• [Work required]:
Filter on the word "Validators": copy each matching line from the listing below.

• [The data]:
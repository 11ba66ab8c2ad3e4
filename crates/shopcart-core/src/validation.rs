//! # Validation Module
//!
//! Input validation for cart mutations.
//!
//! ## Validation Strategy
//! ```text
//! ┌─────────────────────────────────────────────────────────────────────────┐
//! │                      Validation Layers                                  │
//! │                                                                         │
//! │  Layer 1: Storefront UI                                                │
//! │  ├── Quantity steppers, disabled buttons                               │
//! │  └── Immediate user feedback                                           │
//! │           │                                                             │
//! │           ▼                                                             │
//! │  Layer 2: THIS MODULE                                                  │
//! │  ├── Runs BEFORE any cart state is touched                             │
//! │  └── A failure leaves the cart exactly as it was                       │
//! │           │                                                             │
//! │           ▼                                                             │
//! │  Layer 3: Cart invariants (cart.rs)                                    │
//! │  └── One row per key, quantity >= 1                                   │
//! └─────────────────────────────────────────────────────────────────────────┘
//! ```
//!
//! ## Usage
//! ```rust
//! use shopcart_core::validation::{validate_product_id, normalize_add_quantity};
//!
//! validate_product_id("P1").unwrap();
//! assert_eq!(normalize_add_quantity(0, 999).unwrap(), 1); // clamped
//! assert!(normalize_add_quantity(-2, 999).is_err());
//! ```

use crate::error::ValidationError;
use crate::money::Money;
use crate::MAX_AMOUNT_CENTS;

/// Result type for validation operations.
pub type ValidationResult<T> = Result<T, ValidationError>;

/// Longest accepted product or variant identifier.
const MAX_IDENTIFIER_LEN: usize = 200;

// =============================================================================
// String Validators
// =============================================================================

/// Validates a catalog product identifier.
///
/// ## Rules
/// - Must not be empty or whitespace
/// - At most 200 characters
///
/// The identifier is otherwise opaque: no character set is imposed.
pub fn validate_product_id(product_id: &str) -> ValidationResult<()> {
    if product_id.trim().is_empty() {
        return Err(ValidationError::Required {
            field: "product_id".to_string(),
        });
    }

    if product_id.len() > MAX_IDENTIFIER_LEN {
        return Err(ValidationError::TooLong {
            field: "product_id".to_string(),
            max: MAX_IDENTIFIER_LEN,
        });
    }

    Ok(())
}

/// Validates an optional variant key. An empty string is rejected: callers
/// pass `None` for products without variants.
pub fn validate_variant_key(variant_key: Option<&str>) -> ValidationResult<()> {
    let Some(variant_key) = variant_key else {
        return Ok(());
    };

    if variant_key.trim().is_empty() {
        return Err(ValidationError::Required {
            field: "variant_key".to_string(),
        });
    }

    if variant_key.len() > MAX_IDENTIFIER_LEN {
        return Err(ValidationError::TooLong {
            field: "variant_key".to_string(),
            max: MAX_IDENTIFIER_LEN,
        });
    }

    Ok(())
}

// =============================================================================
// Numeric Validators
// =============================================================================

/// Validates that an amount is zero or more.
///
/// ## Example
/// ```rust
/// use shopcart_core::money::Money;
/// use shopcart_core::validation::validate_non_negative;
///
/// assert!(validate_non_negative("unit_price", Money::from_cents(1099)).is_ok());
/// assert!(validate_non_negative("unit_price", Money::zero()).is_ok()); // free item
/// assert!(validate_non_negative("unit_price", Money::from_cents(-1)).is_err());
/// ```
pub fn validate_non_negative(field: &str, amount: Money) -> ValidationResult<()> {
    if amount.is_negative() {
        return Err(ValidationError::MustNotBeNegative {
            field: field.to_string(),
        });
    }

    Ok(())
}

/// Validates a price or policy amount: `0 <= amount <= MAX_AMOUNT_CENTS`.
///
/// ## Example
/// ```rust
/// use shopcart_core::money::Money;
/// use shopcart_core::validation::validate_amount;
///
/// assert!(validate_amount("unit_price", Money::from_cents(1099)).is_ok());
/// assert!(validate_amount("unit_price", Money::from_cents(-1)).is_err());
/// assert!(validate_amount("unit_price", Money::from_cents(i64::MAX)).is_err());
/// ```
pub fn validate_amount(field: &str, amount: Money) -> ValidationResult<()> {
    validate_non_negative(field, amount)?;

    if amount.cents() > MAX_AMOUNT_CENTS {
        return Err(ValidationError::OutOfRange {
            field: field.to_string(),
            min: 0,
            max: MAX_AMOUNT_CENTS,
        });
    }

    Ok(())
}

/// Normalizes the quantity passed to `add_item`.
///
/// ## Rules
/// ```text
/// qty < 0     → Error: "quantity must not be negative"
/// qty == 0    → clamped to 1
/// qty > max   → Error: "quantity must be between 1 and max"
/// otherwise   → qty
/// ```
pub fn normalize_add_quantity(qty: i64, max: i64) -> ValidationResult<i64> {
    if qty < 0 {
        return Err(ValidationError::MustNotBeNegative {
            field: "quantity".to_string(),
        });
    }

    let qty = qty.max(1);
    validate_quantity_cap(qty, max)?;
    Ok(qty)
}

/// Validates the target quantity of `update_quantity` (zero means remove).
pub fn validate_new_quantity(qty: i64, max: i64) -> ValidationResult<()> {
    if qty < 0 {
        return Err(ValidationError::MustNotBeNegative {
            field: "quantity".to_string(),
        });
    }

    validate_quantity_cap(qty, max)
}

/// Validates that a row quantity stays within the per-row cap.
pub fn validate_quantity_cap(qty: i64, max: i64) -> ValidationResult<()> {
    if qty > max {
        return Err(ValidationError::OutOfRange {
            field: "quantity".to_string(),
            min: 1,
            max,
        });
    }

    Ok(())
}

// =============================================================================
// Collection Validators
// =============================================================================

/// Validates that one more distinct row fits in the cart.
pub fn validate_cart_size(current_items: usize, max: usize) -> ValidationResult<()> {
    if current_items >= max {
        return Err(ValidationError::OutOfRange {
            field: "cart items".to_string(),
            min: 0,
            max: max as i64,
        });
    }

    Ok(())
}

// =============================================================================
// Unit Tests
// =============================================================================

• [Finished exercise]:
// String Validators
// Numeric Validators
// Collection Validators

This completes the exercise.